PROVIDED RECORDS section start

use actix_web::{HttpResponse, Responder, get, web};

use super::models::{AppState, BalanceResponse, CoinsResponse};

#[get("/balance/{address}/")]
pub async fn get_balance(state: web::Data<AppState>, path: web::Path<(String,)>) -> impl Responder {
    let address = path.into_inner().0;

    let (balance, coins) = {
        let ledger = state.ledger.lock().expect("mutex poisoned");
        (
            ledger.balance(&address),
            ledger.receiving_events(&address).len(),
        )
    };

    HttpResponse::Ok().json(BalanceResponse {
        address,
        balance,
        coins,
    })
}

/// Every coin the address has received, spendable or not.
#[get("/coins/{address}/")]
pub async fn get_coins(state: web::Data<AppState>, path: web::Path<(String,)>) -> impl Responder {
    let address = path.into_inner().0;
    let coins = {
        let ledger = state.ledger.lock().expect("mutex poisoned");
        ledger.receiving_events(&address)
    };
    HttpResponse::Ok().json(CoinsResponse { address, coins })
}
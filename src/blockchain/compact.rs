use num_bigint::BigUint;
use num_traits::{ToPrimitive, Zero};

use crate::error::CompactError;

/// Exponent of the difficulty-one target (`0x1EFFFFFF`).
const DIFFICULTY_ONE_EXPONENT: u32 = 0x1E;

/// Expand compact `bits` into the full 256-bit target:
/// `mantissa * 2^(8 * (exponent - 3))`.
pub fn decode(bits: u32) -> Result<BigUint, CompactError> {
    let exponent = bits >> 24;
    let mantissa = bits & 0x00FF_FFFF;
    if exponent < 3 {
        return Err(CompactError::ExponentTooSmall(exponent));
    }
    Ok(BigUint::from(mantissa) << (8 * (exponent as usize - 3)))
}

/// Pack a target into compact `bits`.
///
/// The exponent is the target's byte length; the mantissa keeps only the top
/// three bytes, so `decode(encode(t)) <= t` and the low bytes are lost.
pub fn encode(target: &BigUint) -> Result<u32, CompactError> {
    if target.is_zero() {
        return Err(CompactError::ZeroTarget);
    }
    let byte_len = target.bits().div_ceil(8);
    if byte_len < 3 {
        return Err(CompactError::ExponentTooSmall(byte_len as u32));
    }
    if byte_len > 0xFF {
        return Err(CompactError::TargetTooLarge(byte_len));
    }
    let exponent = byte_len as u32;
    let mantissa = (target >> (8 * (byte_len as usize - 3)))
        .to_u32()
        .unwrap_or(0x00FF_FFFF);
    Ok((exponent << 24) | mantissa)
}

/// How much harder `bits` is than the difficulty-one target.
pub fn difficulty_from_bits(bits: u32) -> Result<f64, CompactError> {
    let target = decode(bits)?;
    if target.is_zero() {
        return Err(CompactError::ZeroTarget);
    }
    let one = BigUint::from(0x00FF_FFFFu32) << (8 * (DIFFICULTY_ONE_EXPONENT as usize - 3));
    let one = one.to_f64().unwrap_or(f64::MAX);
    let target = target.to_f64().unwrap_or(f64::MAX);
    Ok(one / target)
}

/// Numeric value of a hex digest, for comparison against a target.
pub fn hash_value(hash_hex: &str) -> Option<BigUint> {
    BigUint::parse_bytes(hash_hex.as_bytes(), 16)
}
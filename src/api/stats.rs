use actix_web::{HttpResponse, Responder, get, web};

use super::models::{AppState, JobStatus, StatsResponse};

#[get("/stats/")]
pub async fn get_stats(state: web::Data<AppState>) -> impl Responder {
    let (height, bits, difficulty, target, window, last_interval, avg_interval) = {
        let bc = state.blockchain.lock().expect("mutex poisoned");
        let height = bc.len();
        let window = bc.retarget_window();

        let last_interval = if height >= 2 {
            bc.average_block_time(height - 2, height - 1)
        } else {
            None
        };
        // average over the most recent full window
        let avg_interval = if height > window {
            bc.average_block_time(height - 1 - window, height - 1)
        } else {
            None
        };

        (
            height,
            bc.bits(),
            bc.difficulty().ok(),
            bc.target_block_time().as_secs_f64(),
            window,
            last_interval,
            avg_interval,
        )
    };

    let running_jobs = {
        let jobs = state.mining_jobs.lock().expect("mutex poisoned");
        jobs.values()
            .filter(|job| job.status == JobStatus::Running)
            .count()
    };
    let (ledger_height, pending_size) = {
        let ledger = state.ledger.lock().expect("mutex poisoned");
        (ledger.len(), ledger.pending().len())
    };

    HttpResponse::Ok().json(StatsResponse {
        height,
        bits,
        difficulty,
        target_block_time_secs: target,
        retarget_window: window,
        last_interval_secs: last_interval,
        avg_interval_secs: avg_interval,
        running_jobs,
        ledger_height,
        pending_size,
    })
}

PROVIDED RECORDS section end

Retype each record, matching it exactly.

use actix_web::{HttpResponse, Responder, get, web};

use super::models::{AppState, BalanceResponse, CoinsResponse};

#[get("/balance/{address}/")]
pub async fn get_balance(state: web::Data<AppState>, path: web::Path<(String,)>) -> impl Responder {
    let address = path.into_inner().0;

    let (balance, coins) = {
        let ledger = state.ledger.lock().expect("mutex poisoned");
        (
            ledger.balance(&address),
            ledger.receiving_events(&address).len(),
        )
    };

    HttpResponse::Ok().json(BalanceResponse {
        address,
        balance,
        coins,
    })
}

/// Every coin the address has received, spendable or not.
#[get("/coins/{address}/")]
pub async fn get_coins(state: web::Data<AppState>, path: web::Path<(String,)>) -> impl Responder {
    let address = path.into_inner().0;
    let coins = {
        let ledger = state.ledger.lock().expect("mutex poisoned");
        ledger.receiving_events(&address)
    };
    HttpResponse::Ok().json(CoinsResponse { address, coins })
}
filename src/blockchain/compact.rs
use num_bigint::BigUint;
use num_traits::{ToPrimitive, Zero};

use crate::error::CompactError;

/// Exponent of the difficulty-one target (`0x1EFFFFFF`).
const DIFFICULTY_ONE_EXPONENT: u32 = 0x1E;

/// Expand compact `bits` into the full 256-bit target:
/// `mantissa * 2^(8 * (exponent - 3))`.
pub fn decode(bits: u32) -> Result<BigUint, CompactError> {
    let exponent = bits >> 24;
    let mantissa = bits & 0x00FF_FFFF;
    if exponent < 3 {
        return Err(CompactError::ExponentTooSmall(exponent));
    }
    Ok(BigUint::from(mantissa) << (8 * (exponent as usize - 3)))
}

/// Pack a target into compact `bits`.
///
/// The exponent is the target's byte length; the mantissa keeps only the top
/// three bytes, so `decode(encode(t)) <= t` and the low bytes are lost.
pub fn encode(target: &BigUint) -> Result<u32, CompactError> {
    if target.is_zero() {
        return Err(CompactError::ZeroTarget);
    }
    let byte_len = target.bits().div_ceil(8);
    if byte_len < 3 {
        return Err(CompactError::ExponentTooSmall(byte_len as u32));
    }
    if byte_len > 0xFF {
        return Err(CompactError::TargetTooLarge(byte_len));
    }
    let exponent = byte_len as u32;
    let mantissa = (target >> (8 * (byte_len as usize - 3)))
        .to_u32()
        .unwrap_or(0x00FF_FFFF);
    Ok((exponent << 24) | mantissa)
}

/// How much harder `bits` is than the difficulty-one target.
pub fn difficulty_from_bits(bits: u32) -> Result<f64, CompactError> {
    let target = decode(bits)?;
    if target.is_zero() {
        return Err(CompactError::ZeroTarget);
    }
    let one = BigUint::from(0x00FF_FFFFu32) << (8 * (DIFFICULTY_ONE_EXPONENT as usize - 3));
    let one = one.to_f64().unwrap_or(f64::MAX);
    let target = target.to_f64().unwrap_or(f64::MAX);
    Ok(one / target)
}

/// Numeric value of a hex digest, for comparison against a target.
pub fn hash_value(hash_hex: &str) -> Option<BigUint> {
    BigUint::parse_bytes(hash_hex.as_bytes(), 16)
}
filename src/api/stats.rs
use actix_web::{HttpResponse, Responder, get, web};

use super::models::{AppState, JobStatus, StatsResponse};

#[get("/stats/")]
pub async fn get_stats(state: web::Data<AppState>) -> impl Responder {
    let (height, bits, difficulty, target, window, last_interval, avg_interval) = {
        let bc = state.blockchain.lock().expect("mutex poisoned");
        let height = bc.len();
        let window = bc.retarget_window();

        let last_interval = if height >= 2 {
            bc.average_block_time(height - 2, height - 1)
        } else {
            None
        };
        // average over the most recent full window
        let avg_interval = if height > window {
            bc.average_block_time(height - 1 - window, height - 1)
        } else {
            None
        };

        (
            height,
            bc.bits(),
            bc.difficulty().ok(),
            bc.target_block_time().as_secs_f64(),
            window,
            last_interval,
            avg_interval,
        )
    };

    let running_jobs = {
        let jobs = state.mining_jobs.lock().expect("mutex poisoned");
        jobs.values()
            .filter(|job| job.status == JobStatus::Running)
            .count()
    };
    let (ledger_height, pending_size) = {
        let ledger = state.ledger.lock().expect("mutex poisoned");
        (ledger.len(), ledger.pending().len())
    };

    HttpResponse::Ok().json(StatsResponse {
        height,
        bits,
        difficulty,
        target_block_time_secs: target,
        retarget_window: window,
        last_interval_secs: last_interval,
        avg_interval_secs: avg_interval,
        running_jobs,
        ledger_height,
        pending_size,
    })
}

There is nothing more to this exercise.